French all-concrete: a long history

Largely associated with the construction of large collective housing estates, all-concrete business is mostly regarded as a direct product of post WWII’s 30-year boom era. Its story however begins during the World War as it was in fact tailored for the benefit of the German occupier, with French companies founded and developed through a juicy partnership with German companies for the building of the Atlantic Wall…


French all-concrete: a long history - Vincent Lavergne

Our modern society is the direct product of, mainly, the industrial revolution and both of the 20th century’s world conflicts. However, while the industrial revolution is an official part of our national history, the legacy of world wars’ structuring role in regards to modern societies is less known of a topic. Between the two wars, construction industry followed a relatively binary structural organization: small craft businesses worked for private sector and individuals, while civil engineering companies worked exclusively for the state and local authorities, building major civil and military infrastructures such as fortifications, bridges, roads, ports and dams.

The 1929 crash saw a dramatic drop in private construction volume that caused many small businesses to close. Meanwhile, companies working for the state maintained or even strengthened their volume of activity, thanks to the development of major national projects such as the Maginot Line, which was the main public procurement from 1928 onwards.

Then, in 1940, the effects of the crisis and those of the war combined and finally reached many companies, leading them to bankruptcy. As with every crisis, the number of operators in the construction sector drastically reduced and, in return, this reduction allowed to redirect the business opportunities onto a smaller number of companies, which emerged strengthened in a regenerated, relieved of its least competitive elements market.

As Wehrmacht’s operations started to take a wrong turn on the Russian front, Hitler decided to focus on the western front and strengthen the Empire’s Atlantic coast defense line by building an exceptional network of fortifications from Holland to Spain: 8,000 casemates, an artillery battery every two kilometers, a continuous line of various works ranging from barbed wire to several meters thick concrete works. Albeit questionable from a defensive point of view, this monument to economic collaboration however played a decisive role in the development of France’s concrete industry. While craft businesses were at a standstill, watching their workforce being drafted in STO’s labor camps, larger companies were on the other hand eased into maintaining their activity. At first, the organization responsible for the building of the Atlantic Wall, Todt, only included German resources. But soon enough, German companies were, for convenience issues, encouraged to form partnerships with French companies. French construction sector thus suddenly boomed and reached a turnover of nearly 671 million francs in 1943 (for 16 million in 1941). Eighty percent of all French cement was then used solely for the Wall construction. Vichy government also used the boom for propaganda, as the drop in national unemployment rate went from one million unemployed in 1940 to only 10,000 people in 1943, as 300,000 French workers got mobilized on wall construction sites.

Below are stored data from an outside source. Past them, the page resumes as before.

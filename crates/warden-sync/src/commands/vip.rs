//! VIP-family commands
//!
//! VIP membership is reconciled as a full diff against the live roster, so
//! every command here is just a typed trigger for a fresh reconcile - none
//! carries a payload.

use warden_bus::{CodecError, Frame};
use warden_core::ServerMask;

const SYNC_GAME_SERVER: u32 = 0;
const INACTIVATE_EXPIRED: u32 = 1;
const EDIT_LIST: u32 = 2;
const DELETE_LIST: u32 = 3;
const CREATE_RECORD: u32 = 4;
const EDIT_RECORD: u32 = 5;
const DELETE_RECORD: u32 = 6;
const REVOKE_VIP: u32 = 7;

/// VIP-family command
#[derive(Debug, Clone, Copy, PartialEq, Eq)]
pub enum VipCommand {
    /// Plain resynchronization request (sweeper heartbeat, manual trigger).
    SyncGameServer,
    /// Expired records were deactivated.
    InactivateExpired,
    EditList,
    DeleteList,
    CreateRecord,
    EditRecord,
    DeleteRecord,
    /// All of one player's records were deactivated.
    RevokeVip,
}

impl VipCommand {
    /// Wire id of this command
    #[must_use]
    pub const fn command_id(self) -> u32 {
        match self {
            Self::SyncGameServer => SYNC_GAME_SERVER,
            Self::InactivateExpired => INACTIVATE_EXPIRED,
            Self::EditList => EDIT_LIST,
            Self::DeleteList => DELETE_LIST,
            Self::CreateRecord => CREATE_RECORD,
            Self::EditRecord => EDIT_RECORD,
            Self::DeleteRecord => DELETE_RECORD,
            Self::RevokeVip => REVOKE_VIP,
        }
    }

    /// Name for logging
    #[must_use]
    pub const fn name(self) -> &'static str {
        match self {
            Self::SyncGameServer => "SyncGameServer",
            Self::InactivateExpired => "InactivateExpired",
            Self::EditList => "EditList",
            Self::DeleteList => "DeleteList",
            Self::CreateRecord => "CreateRecord",
            Self::EditRecord => "EditRecord",
            Self::DeleteRecord => "DeleteRecord",
            Self::RevokeVip => "RevokeVip",
        }
    }

    /// Encode into a wire frame targeting the given servers
    #[must_use]
    pub fn into_frame(self, mask: ServerMask) -> Frame {
        Frame::empty(self.command_id(), mask)
    }

    /// Decode from a wire frame
    pub fn from_frame(frame: &Frame) -> Result<Self, CodecError> {
        match frame.command_id {
            SYNC_GAME_SERVER => Ok(Self::SyncGameServer),
            INACTIVATE_EXPIRED => Ok(Self::InactivateExpired),
            EDIT_LIST => Ok(Self::EditList),
            DELETE_LIST => Ok(Self::DeleteList),
            CREATE_RECORD => Ok(Self::CreateRecord),
            EDIT_RECORD => Ok(Self::EditRecord),
            DELETE_RECORD => Ok(Self::DeleteRecord),
            REVOKE_VIP => Ok(Self::RevokeVip),
            other => Err(CodecError::UnknownCommand(other)),
        }
    }
}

From 1942 onwards, the volume of construction sector, which had been reduced for about a decade since the 1929 crash, increased significantly. Implanted away from any military bombing targets, cement plants were running at full capacity, paving the way for the concrete industry’s unlimited development. The Atlantic wall created the unexpected economic miracle allowing French companies to return to activity and create profit. It is indeed the construction of those fortifications that allowed France to maintain a high-performance construction industry, fully-operational for reconstruction, while the said fortifications ironically became obsolete as soon as they were completed.

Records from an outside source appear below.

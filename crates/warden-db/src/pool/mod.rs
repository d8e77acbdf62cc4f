//! Connection pool management

mod postgres;

pub use postgres::{create_pool, create_pool_from_config, DatabaseConfig};
//! # warden-common
//!
//! Shared utilities for the warden workspace: environment-driven
//! configuration and tracing setup.

pub mod config;
pub mod telemetry;

pub use config::{
    AppConfig, AppSettings, ConfigError, ControllerConfig, DatabaseConfig, Environment,
    RconConfig, RedisConfig, SweeperConfig,
};
pub use telemetry::{init_tracing, try_init_tracing, TracingConfig, TracingError};
//! Command wire codec.
//!
//! Every bus message is a fixed 8-byte header followed by a UTF-8 JSON body:
//!
//! ```text
//! bytes[0..4]  u32 command id   (big-endian)
//! bytes[4..8]  u32 server mask  (big-endian)
//! bytes[8..]   JSON payload
//! ```
//!
//! Command ids are family-local and only need to be consistent across the
//! controllers of one deployment; they are not a public interface.

use serde::de::DeserializeOwned;
use serde::Serialize;
use thiserror::Error;

use warden_core::ServerMask;

/// Length of the fixed frame header in bytes.
pub const HEADER_LEN: usize = 8;

/// Codec errors
#[derive(Debug, Error)]
pub enum CodecError {
    #[error("Frame too short: {0} bytes, header needs {HEADER_LEN}")]
    TruncatedHeader(usize),

    #[error("Unknown command id: {0}")]
    UnknownCommand(u32),

    #[error("Malformed payload: {0}")]
    Payload(#[from] serde_json::Error),
}

/// One decoded bus message: header fields plus the raw body.
#[derive(Debug, Clone, PartialEq, Eq)]
pub struct Frame {
    pub command_id: u32,
    pub server_mask: ServerMask,
    pub body: Vec<u8>,
}

impl Frame {
    /// Create a frame with a raw body.
    #[must_use]
    pub fn new(command_id: u32, server_mask: ServerMask, body: Vec<u8>) -> Self {
        Self { command_id, server_mask, body }
    }

    /// Create a frame whose body is the JSON encoding of `payload`.
    pub fn with_json<T: Serialize>(
        command_id: u32,
        server_mask: ServerMask,
        payload: &T,
    ) -> Result<Self, CodecError> {
        Ok(Self::new(command_id, server_mask, serde_json::to_vec(payload)?))
    }

    /// Create a frame with an empty body.
    #[must_use]
    pub fn empty(command_id: u32, server_mask: ServerMask) -> Self {
        Self::new(command_id, server_mask, Vec::new())
    }

    /// Parse the JSON body.
    pub fn json_body<T: DeserializeOwned>(&self) -> Result<T, CodecError> {
        Ok(serde_json::from_slice(&self.body)?)
    }

    /// Whether the frame carries a body at all.
    #[must_use]
    pub fn has_body(&self) -> bool {
        !self.body.is_empty()
    }

    /// Encode to the wire representation.
    #[must_use]
    pub fn encode(&self) -> Vec<u8> {
        let mut bytes = Vec::with_capacity(HEADER_LEN + self.body.len());
        bytes.extend_from_slice(&self.command_id.to_be_bytes());
        bytes.extend_from_slice(&self.server_mask.bits().to_be_bytes());
        bytes.extend_from_slice(&self.body);
        bytes
    }

    /// Decode from the wire representation.
    pub fn decode(bytes: &[u8]) -> Result<Self, CodecError> {
        if bytes.len() < HEADER_LEN {
            return Err(CodecError::TruncatedHeader(bytes.len()));
        }

        // Slices are length-checked above; the fallbacks are unreachable.
        let command_id = u32::from_be_bytes(bytes[0..4].try_into().unwrap_or([0; 4]));
        let mask_bits = u32::from_be_bytes(bytes[4..8].try_into().unwrap_or([0; 4]));

        Ok(Self {
            command_id,
            server_mask: ServerMask::from_bits(mask_bits),
            body: bytes[HEADER_LEN..].to_vec(),
        })
    }

    /// Whether a controller for the given server number must act on this
    /// frame.
    #[must_use]
    pub fn targets(&self, server: u8) -> bool {
        self.server_mask.contains(server)
    }
}

#[cfg(test)]
mod tests {
    use super::*;
    use serde::{Deserialize, Serialize};

    #[derive(Debug, PartialEq, Serialize, Deserialize)]
    struct Payload {
        player_id: String,
        record_id: i64,
    }

    #[test]
    fn test_frame_round_trip() {
        let payload = Payload { player_id: "p1".to_string(), record_id: 42 };
        let mask = ServerMask::from_servers([1, 3]);
        let frame = Frame::with_json(5, mask, &payload).unwrap();

        let decoded = Frame::decode(&frame.encode()).unwrap();
        assert_eq!(decoded, frame);
        assert_eq!(decoded.json_body::<Payload>().unwrap(), payload);
    }

    #[test]
    fn test_header_layout() {
        let frame = Frame::empty(0x0102_0304, ServerMask::from_bits(0x0506_0708));
        let bytes = frame.encode();
        assert_eq!(&bytes[0..4], &[0x01, 0x02, 0x03, 0x04]);
        assert_eq!(&bytes[4..8], &[0x05, 0x06, 0x07, 0x08]);
        assert_eq!(bytes.len(), HEADER_LEN);
    }

    #[test]
    fn test_empty_body_round_trip() {
        let frame = Frame::empty(2, ServerMask::ALL);
        let decoded = Frame::decode(&frame.encode()).unwrap();
        assert_eq!(decoded, frame);
        assert!(!decoded.has_body());
    }

    #[test]
    fn test_truncated_header() {
        let err = Frame::decode(&[1, 2, 3]).unwrap_err();
        assert!(matches!(err, CodecError::TruncatedHeader(3)));
    }

    #[test]
    fn test_targeting() {
        let frame = Frame::empty(0, ServerMask::from_servers([2]));
        assert!(frame.targets(2));
        assert!(!frame.targets(1));
        assert!(!frame.targets(3));
    }

    #[test]
    fn test_malformed_body_surfaces_on_typed_decode() {
        let frame = Frame::new(1, ServerMask::ALL, b"not json".to_vec());
        // Header decode succeeds; the body only fails when interpreted.
        let decoded = Frame::decode(&frame.encode()).unwrap();
        assert!(decoded.json_body::<Payload>().is_err());
    }
}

After the war, thirty percent of all cases handled by the National Interprofessional Purification Commission (CNIE) concerned construction companies. Considering that their motivations were more economic than ideological, those companies were most often given extenuating circumstances, and the condemnation of a few businessmen took care not to alter production chains. Time went by and, from mergers to acquisitions, technique acquired during this WWII business boom was fully adopted by the whole sector, while the bad reputation attached was left to rot in history’s shadows. Thus, ever since the war economy and reconstruction, reinforced concrete continues to dominate French construction. The business opportunities granted after the war as part of the Marshall Plan foreshadowed the formation of today’s big construction corporations, who now play a structural role in the country’s equipment, while maintaining close and interdependent relationships with local authorities.

These processes have observable long-term effects which naturally question public interest. What is the next step of this industry mutation process, with only three majors currently sharing all of France’s construction market? What is the long-term effect of this quasi-monopoly, that holds exclusive ownership of some technical resources?